Rupiah Tembus Rp17.300 per Dolar AS, Tekanan Diprediksi Berlanjut
Rupiah melemah hingga tembus Rp17.300 per dolar AS. Analis memprediksi level Rp17.400 bisa tercapai akhir April akibat tekanan geopolitik global.
Nilai tukar rupiah terhadap dolar Amerika Serikat kembali melemah signifikan dan menembus level Rp17.300 pada perdagangan Kamis (23/4/2026).
Pengamat ekonomi dan pasar keuangan Ibrahim Assuaibi menyebut pelemahan ini terjadi lebih cepat dari perkiraan sebelumnya.
"Hari ini rupiah tembus di atas Rp 17.300," kata Ibrahim kepada wartawan, Kamis.
Mengapa Lebih Cepat dari Proyeksi?
Menurut Ibrahim, level Rp17.300 yang kini tercapai seharusnya baru terjadi dalam jangka waktu lebih panjang. Bahkan, target nilai tukar Rp17.400 yang sebelumnya diproyeksikan untuk sepanjang 2026, berpotensi tercapai dalam waktu dekat.
"Artinya, ekspetasi Rp 17.300 sudah kena di hari Kamis dan kemungkinan besar di akhir April yaitu minggu depan kemungkinan akan tembus level Rp 17.400, Rp 17.400 sebenarnya awalnya itu adalah ekspetasi tahun 2026, tetapi kenyataannya di bulan April kemungkinan besar akan tercapai di Rp 17.400," jelasnya.
Perkembangan ini menunjukkan tekanan terhadap rupiah meningkat lebih cepat dari estimasi awal.
Ia menilai pelemahan rupiah dipengaruhi faktor eksternal, terutama meningkatnya ketegangan geopolitik di Timur Tengah, khususnya antara Amerika Serikat dan Iran.
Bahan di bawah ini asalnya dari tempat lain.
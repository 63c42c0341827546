use thiserror::Error;

pub type Result<T> = std::result::Result<T, VersionError>;

#[derive(Debug, Error)]
pub enum VersionError {
    #[error("invalid version: {0}")]
    InvalidVersion(String),

    #[error("invalid stability value: {0}")]
    InvalidStability(String),
}
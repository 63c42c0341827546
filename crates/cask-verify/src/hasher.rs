use sha2::digest::Digest;

/// Incremental hashing over streamed artifact bytes.
pub trait Hasher: Send {
    fn update(&mut self, data: &[u8]);
    fn finalize(self) -> Vec<u8>;
}

pub struct Sha256Hasher(sha2::Sha256);

impl Hasher for Sha256Hasher {
    fn update(&mut self, data: &[u8]) {
        self.0.update(data);
    }

    fn finalize(self) -> Vec<u8> {
        self.0.finalize().to_vec()
    }
}

impl Sha256Hasher {
    pub fn new() -> Self {
        Self(sha2::Sha256::new())
    }

    pub fn digest(data: &[u8]) -> Vec<u8> {
        sha2::Sha256::digest(data).to_vec()
    }
}

impl Default for Sha256Hasher {
    fn default() -> Self {
        Self::new()
    }
}
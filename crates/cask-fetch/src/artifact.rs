use cask_platform::{Architecture, Platform};
use cask_version::Version;
use once_cell::sync::Lazy;
use regex::Regex;

use crate::branding::{ARTIFACT_PREFIX, BINARY_NAME};

static ARTIFACT_NAME_RE: Lazy<Regex> =
    Lazy::new(|| Regex::new(r"^[a-zA-Z0-9._-]+$").expect("artifact name regex"));

/// Artifact names are single path segments. Anything that could smuggle
/// a separator or traversal component is rejected up front.
pub fn is_valid_name(artifact: &str) -> bool {
    ARTIFACT_NAME_RE.is_match(artifact)
}

/// Name of the checksum manifest for a version.
pub fn manifest_name(version: &Version) -> String {
    format!("{ARTIFACT_PREFIX}{version}_SHA256SUMS")
}

/// Name of the detached signature over the checksum manifest.
pub fn signature_name(version: &Version) -> String {
    format!("{ARTIFACT_PREFIX}{version}_SHA256SUMS.gpgsig")
}

/// Name of the platform archive for a version.
pub fn archive_name(version: &Version, platform: Platform, architecture: Architecture) -> String {
    format!("{ARTIFACT_PREFIX}{version}_{platform}_{architecture}.tar.gz")
}

/// Name of the executable inside an archive for the given platform.
pub fn binary_name(platform: Platform) -> String {
    if platform == Platform::Windows {
        format!("{BINARY_NAME}.exe")
    } else {
        BINARY_NAME.to_string()
    }
}
//! Version types and operations for Cask releases.
//!
//! Release versions follow a fixed `MAJOR.MINOR.PATCH[-STABILITYn]` grammar
//! where the stability suffix is one of `alpha`, `beta`, or `rc`. A version
//! without a suffix is stable and orders above any pre-release of the same
//! triple.

pub use error::{Result, VersionError};
pub use stability::Stability;
pub use version::{Version, VersionWithArtifacts, sort_descending};

mod error;
mod stability;
mod version;
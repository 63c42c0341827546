use crate::error::{Result, VerifyError};
use crate::hasher::Sha256Hasher;
use crate::keys::PublicKey;

/// Accumulates checksum manifest lines in the order artifacts are added.
///
/// Each line is `<hex sha256>  <artifact name>` with two spaces between the
/// digest and the name, terminated by a newline.
#[derive(Debug, Default)]
pub struct ManifestBuilder {
    lines: String,
}

impl ManifestBuilder {
    pub fn new() -> Self {
        Self::default()
    }

    pub fn add(&mut self, artifact: &str, data: &[u8]) {
        let digest = hex::encode(Sha256Hasher::digest(data));
        self.lines.push_str(&digest);
        self.lines.push_str("  ");
        self.lines.push_str(artifact);
        self.lines.push('\n');
    }

    pub fn finish(self) -> Vec<u8> {
        self.lines.into_bytes()
    }
}

/// Looks up the hex digest recorded for `artifact` in a checksum manifest.
///
/// Matching is by line suffix, so names containing spaces still resolve as
/// long as the two-space separator precedes them.
pub fn find_checksum(manifest: &[u8], artifact: &str) -> Result<String> {
    let text = std::str::from_utf8(manifest).map_err(|_| VerifyError::MissingChecksum {
        artifact: artifact.to_string(),
    })?;
    let suffix = format!("  {artifact}");
    for line in text.lines() {
        if let Some(digest) = line.strip_suffix(&suffix) {
            return Ok(digest.to_string());
        }
    }
    Err(VerifyError::MissingChecksum {
        artifact: artifact.to_string(),
    })
}

/// Verifies `data` against the manifest entry for `artifact`.
///
/// The manifest itself must already be authenticated; this only covers the
/// checksum comparison.
pub fn verify_artifact(artifact: &str, data: &[u8], manifest: &[u8]) -> Result<()> {
    let expected = find_checksum(manifest, artifact)?;
    let actual = hex::encode(Sha256Hasher::digest(data));
    if actual != expected {
        return Err(VerifyError::ChecksumMismatch {
            artifact: artifact.to_string(),
            expected,
            actual,
        });
    }
    Ok(())
}

/// The full verification pipeline bound to one trusted key.
///
/// The order is fixed: the manifest signature is checked before any
/// checksum comparison, so an attacker-controlled manifest is never
/// consulted.
#[derive(Debug, Clone)]
pub struct ArtifactVerifier {
    key: PublicKey,
}

impl ArtifactVerifier {
    pub fn new(key: PublicKey) -> Self {
        Self { key }
    }

    pub fn key(&self) -> &PublicKey {
        &self.key
    }

    pub fn verify(
        &self,
        artifact: &str,
        contents: &[u8],
        manifest: &[u8],
        signature: &[u8],
    ) -> Result<()> {
        self.key.verify_detached(signature, manifest)?;
        verify_artifact(artifact, contents, manifest)
    }
}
Situasi memanas setelah Iran menolak perundingan dengan Amerika Serikat yang dimediasi Pakistan. Penolakan tersebut terjadi setelah adanya insiden yang dinilai melanggar kesepakatan, termasuk penguasaan kapal tanker Iran di Selat Hormuz.
"Salah satu penyebabnya yang pertama adalah tentang masalah eksternal dimana dalam pertemuan di minggu ini antara Amerika dengan Iran yang dipasilitasi oleh Pakistan, nah Iran tidak ikut dalam perundingan tersebut dikarenakan Amerika sudah menyalahi aturan dalam kebijakan senjata dengan melakukan penangkapan, ya penguasaan terhadap kapal tanker Iran yang melewati selat Hormuz," pungkasnya.